(Collected data entries)
_ _ _ _

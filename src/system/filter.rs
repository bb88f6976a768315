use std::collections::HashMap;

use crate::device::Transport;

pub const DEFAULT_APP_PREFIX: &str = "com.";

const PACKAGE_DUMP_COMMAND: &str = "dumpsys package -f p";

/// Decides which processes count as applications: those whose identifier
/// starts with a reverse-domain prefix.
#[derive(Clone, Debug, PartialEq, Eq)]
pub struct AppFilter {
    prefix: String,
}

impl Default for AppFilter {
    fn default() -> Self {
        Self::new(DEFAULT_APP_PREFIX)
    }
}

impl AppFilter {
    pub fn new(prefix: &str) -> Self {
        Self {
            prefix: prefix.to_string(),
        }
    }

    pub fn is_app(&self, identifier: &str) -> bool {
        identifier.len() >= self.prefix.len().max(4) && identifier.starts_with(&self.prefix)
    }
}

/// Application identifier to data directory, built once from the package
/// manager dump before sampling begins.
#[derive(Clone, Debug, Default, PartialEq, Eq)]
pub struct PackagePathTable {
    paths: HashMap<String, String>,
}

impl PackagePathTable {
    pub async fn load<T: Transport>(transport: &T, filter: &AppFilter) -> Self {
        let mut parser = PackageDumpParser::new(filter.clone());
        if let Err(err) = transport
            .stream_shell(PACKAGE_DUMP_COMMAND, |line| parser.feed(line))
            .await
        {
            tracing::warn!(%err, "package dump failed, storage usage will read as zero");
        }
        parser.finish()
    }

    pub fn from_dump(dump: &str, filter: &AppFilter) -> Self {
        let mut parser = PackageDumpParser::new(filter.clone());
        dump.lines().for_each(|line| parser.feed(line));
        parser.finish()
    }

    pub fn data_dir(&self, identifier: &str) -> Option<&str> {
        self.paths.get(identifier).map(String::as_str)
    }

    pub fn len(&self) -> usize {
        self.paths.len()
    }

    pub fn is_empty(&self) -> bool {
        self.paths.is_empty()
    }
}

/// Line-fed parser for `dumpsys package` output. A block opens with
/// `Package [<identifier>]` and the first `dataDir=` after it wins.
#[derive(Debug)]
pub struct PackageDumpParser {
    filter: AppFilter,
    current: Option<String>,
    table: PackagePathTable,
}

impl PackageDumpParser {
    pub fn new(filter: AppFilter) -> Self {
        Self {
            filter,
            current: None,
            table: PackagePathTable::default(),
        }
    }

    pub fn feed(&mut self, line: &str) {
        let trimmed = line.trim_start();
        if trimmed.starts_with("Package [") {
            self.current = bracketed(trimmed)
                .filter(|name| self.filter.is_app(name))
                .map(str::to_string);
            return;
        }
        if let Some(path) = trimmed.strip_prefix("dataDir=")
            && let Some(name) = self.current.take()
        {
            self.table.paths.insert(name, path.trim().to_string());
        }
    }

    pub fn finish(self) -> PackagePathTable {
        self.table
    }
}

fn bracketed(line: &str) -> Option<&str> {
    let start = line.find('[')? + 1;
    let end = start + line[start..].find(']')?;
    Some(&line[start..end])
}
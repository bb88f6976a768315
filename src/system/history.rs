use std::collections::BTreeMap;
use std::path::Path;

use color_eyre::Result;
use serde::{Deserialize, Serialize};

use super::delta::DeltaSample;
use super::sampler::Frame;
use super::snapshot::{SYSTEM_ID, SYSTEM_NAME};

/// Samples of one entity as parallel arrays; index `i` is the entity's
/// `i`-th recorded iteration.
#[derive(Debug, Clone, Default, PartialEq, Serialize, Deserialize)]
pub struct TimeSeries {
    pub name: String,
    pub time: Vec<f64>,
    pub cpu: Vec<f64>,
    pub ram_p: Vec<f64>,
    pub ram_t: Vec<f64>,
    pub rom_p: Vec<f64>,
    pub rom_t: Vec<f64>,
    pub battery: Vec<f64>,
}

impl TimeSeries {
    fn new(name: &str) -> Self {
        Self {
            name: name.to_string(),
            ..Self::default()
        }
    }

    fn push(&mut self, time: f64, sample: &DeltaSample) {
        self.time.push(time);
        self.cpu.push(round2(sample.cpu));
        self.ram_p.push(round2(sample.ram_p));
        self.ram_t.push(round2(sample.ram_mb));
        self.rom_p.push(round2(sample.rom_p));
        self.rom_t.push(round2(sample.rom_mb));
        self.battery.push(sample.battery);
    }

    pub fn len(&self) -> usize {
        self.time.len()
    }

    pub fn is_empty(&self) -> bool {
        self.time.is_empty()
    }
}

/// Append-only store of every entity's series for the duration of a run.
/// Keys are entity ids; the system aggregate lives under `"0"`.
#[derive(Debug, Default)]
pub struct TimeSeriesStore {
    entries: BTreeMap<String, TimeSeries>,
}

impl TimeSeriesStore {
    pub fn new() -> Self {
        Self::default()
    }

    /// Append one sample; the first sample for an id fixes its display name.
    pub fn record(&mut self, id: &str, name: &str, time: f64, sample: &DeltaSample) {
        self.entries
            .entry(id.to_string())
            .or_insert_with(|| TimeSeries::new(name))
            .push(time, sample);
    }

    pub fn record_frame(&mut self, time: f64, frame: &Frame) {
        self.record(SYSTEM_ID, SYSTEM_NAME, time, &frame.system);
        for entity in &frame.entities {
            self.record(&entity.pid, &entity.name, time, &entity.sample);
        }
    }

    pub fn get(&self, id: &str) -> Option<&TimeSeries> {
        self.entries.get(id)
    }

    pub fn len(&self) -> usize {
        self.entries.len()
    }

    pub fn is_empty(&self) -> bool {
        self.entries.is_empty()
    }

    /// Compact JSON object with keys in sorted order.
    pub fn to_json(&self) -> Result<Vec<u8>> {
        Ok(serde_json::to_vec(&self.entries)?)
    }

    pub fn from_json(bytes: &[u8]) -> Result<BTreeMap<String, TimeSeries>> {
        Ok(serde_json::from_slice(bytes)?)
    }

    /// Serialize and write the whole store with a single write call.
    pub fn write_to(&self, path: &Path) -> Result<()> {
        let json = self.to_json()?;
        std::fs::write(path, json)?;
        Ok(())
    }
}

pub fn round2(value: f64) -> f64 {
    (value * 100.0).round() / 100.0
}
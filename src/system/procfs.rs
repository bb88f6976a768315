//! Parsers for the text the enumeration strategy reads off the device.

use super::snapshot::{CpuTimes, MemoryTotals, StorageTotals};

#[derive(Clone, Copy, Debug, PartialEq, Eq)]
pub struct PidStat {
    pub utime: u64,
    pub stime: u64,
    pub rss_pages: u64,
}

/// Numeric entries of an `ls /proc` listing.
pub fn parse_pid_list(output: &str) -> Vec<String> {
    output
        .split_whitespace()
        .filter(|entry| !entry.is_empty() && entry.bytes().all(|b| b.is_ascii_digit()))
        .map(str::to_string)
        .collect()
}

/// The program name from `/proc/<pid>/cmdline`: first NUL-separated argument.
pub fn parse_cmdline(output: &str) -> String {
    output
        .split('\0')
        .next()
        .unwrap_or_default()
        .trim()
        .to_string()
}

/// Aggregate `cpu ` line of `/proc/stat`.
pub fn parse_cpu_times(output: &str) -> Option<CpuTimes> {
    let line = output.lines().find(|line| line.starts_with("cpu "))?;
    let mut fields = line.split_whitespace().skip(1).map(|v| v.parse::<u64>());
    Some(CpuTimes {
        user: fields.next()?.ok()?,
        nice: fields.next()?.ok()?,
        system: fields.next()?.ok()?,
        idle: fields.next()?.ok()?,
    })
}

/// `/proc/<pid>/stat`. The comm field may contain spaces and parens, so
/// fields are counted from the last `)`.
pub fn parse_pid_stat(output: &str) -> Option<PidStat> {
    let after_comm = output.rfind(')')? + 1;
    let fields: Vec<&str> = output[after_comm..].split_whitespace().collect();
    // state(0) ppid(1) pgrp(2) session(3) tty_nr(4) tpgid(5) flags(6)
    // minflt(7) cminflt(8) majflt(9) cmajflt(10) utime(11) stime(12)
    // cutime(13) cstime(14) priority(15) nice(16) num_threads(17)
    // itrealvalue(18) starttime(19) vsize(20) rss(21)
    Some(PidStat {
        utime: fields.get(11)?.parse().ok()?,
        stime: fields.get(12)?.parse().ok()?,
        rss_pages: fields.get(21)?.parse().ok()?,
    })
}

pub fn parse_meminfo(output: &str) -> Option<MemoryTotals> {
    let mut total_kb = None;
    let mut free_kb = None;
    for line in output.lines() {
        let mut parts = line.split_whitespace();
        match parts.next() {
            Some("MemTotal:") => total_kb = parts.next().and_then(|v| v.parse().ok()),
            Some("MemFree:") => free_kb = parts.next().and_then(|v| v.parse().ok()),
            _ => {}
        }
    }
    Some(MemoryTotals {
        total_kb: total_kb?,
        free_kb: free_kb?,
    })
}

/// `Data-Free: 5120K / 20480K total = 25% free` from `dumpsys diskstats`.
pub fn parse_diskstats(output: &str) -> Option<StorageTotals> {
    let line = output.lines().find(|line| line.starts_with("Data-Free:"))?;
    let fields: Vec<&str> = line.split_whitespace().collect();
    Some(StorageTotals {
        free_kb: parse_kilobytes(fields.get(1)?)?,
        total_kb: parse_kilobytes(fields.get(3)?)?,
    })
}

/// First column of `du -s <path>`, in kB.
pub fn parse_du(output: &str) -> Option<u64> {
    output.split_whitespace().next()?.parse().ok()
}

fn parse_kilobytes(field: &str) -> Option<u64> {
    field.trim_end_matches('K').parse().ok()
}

_ _ _ _

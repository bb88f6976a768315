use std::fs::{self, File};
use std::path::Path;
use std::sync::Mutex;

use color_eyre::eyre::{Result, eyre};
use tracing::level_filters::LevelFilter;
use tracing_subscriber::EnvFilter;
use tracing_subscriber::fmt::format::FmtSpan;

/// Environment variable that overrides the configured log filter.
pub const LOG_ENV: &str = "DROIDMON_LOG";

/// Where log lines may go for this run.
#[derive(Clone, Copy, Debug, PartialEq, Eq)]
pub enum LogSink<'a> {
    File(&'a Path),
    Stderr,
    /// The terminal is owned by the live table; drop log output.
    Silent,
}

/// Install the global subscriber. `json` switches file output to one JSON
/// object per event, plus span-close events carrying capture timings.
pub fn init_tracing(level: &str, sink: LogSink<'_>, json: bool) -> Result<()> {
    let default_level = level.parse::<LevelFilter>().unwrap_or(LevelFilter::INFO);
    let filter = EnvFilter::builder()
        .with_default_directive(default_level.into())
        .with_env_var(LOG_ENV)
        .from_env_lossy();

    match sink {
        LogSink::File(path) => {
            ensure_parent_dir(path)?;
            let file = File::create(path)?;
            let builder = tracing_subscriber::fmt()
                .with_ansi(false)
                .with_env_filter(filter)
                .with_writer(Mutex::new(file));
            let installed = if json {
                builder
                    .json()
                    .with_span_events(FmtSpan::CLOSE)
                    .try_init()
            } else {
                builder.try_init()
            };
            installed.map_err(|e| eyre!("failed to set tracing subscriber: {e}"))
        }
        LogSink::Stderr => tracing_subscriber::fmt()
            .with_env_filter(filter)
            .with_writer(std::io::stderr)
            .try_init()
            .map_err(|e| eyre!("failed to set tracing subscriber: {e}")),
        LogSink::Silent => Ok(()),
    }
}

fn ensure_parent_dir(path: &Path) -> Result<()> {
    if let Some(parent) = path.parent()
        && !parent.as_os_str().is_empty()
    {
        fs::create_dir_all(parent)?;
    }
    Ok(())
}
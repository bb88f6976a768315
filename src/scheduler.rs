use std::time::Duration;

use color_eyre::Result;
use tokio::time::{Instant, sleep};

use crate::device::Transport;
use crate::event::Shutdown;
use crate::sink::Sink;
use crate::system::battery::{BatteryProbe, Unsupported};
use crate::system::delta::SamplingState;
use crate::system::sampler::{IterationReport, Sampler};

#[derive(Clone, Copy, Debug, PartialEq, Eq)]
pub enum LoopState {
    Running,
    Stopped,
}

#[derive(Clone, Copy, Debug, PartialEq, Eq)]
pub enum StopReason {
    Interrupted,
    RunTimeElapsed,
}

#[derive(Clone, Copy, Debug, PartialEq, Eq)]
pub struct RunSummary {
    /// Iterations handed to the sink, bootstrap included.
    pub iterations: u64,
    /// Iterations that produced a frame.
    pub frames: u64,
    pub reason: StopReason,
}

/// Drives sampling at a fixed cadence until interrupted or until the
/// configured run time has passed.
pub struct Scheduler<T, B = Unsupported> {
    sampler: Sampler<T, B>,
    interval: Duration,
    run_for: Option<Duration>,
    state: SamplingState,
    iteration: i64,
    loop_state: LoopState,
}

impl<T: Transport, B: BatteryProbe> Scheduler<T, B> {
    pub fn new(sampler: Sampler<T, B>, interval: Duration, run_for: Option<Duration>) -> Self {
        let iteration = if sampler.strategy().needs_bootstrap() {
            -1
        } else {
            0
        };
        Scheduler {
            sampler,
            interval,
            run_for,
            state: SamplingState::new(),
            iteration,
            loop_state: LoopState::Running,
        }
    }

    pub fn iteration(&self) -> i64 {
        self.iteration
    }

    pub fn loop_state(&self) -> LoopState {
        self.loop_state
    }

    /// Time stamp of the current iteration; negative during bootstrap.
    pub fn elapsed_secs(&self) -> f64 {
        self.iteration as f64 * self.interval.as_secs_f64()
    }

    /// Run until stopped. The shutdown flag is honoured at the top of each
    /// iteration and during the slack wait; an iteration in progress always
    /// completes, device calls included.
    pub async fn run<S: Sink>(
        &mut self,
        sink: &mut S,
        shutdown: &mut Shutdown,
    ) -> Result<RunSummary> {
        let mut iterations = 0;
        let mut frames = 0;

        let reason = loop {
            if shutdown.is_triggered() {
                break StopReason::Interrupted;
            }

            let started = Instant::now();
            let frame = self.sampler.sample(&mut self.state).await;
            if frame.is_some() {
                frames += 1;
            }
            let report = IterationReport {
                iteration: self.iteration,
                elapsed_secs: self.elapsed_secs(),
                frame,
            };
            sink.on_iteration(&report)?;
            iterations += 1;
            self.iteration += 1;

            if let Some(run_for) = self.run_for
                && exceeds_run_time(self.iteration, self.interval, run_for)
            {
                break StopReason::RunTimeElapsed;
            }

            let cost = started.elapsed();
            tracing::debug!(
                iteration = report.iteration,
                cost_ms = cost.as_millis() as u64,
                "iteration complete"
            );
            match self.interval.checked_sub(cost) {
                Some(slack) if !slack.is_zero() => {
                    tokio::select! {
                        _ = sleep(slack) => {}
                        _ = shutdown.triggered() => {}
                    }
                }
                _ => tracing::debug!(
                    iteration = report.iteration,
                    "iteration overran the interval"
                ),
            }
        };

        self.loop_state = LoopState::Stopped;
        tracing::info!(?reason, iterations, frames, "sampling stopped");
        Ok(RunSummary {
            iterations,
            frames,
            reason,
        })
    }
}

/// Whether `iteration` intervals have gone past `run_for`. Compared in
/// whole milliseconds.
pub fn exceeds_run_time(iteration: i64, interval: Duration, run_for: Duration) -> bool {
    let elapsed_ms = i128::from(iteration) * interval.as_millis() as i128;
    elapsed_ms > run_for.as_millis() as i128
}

_ _ _ _

◆ YOUR OBJECTIVE ◆
Check each line in the records above for the word "DeltaSample". Return those that have it.

◆ OUTPUT OF THE TASK ◆
use super::delta::DeltaSample;
    fn push(&mut self, time: f64, sample: &DeltaSample) {
    pub fn record(&mut self, id: &str, name: &str, time: f64, sample: &DeltaSample) {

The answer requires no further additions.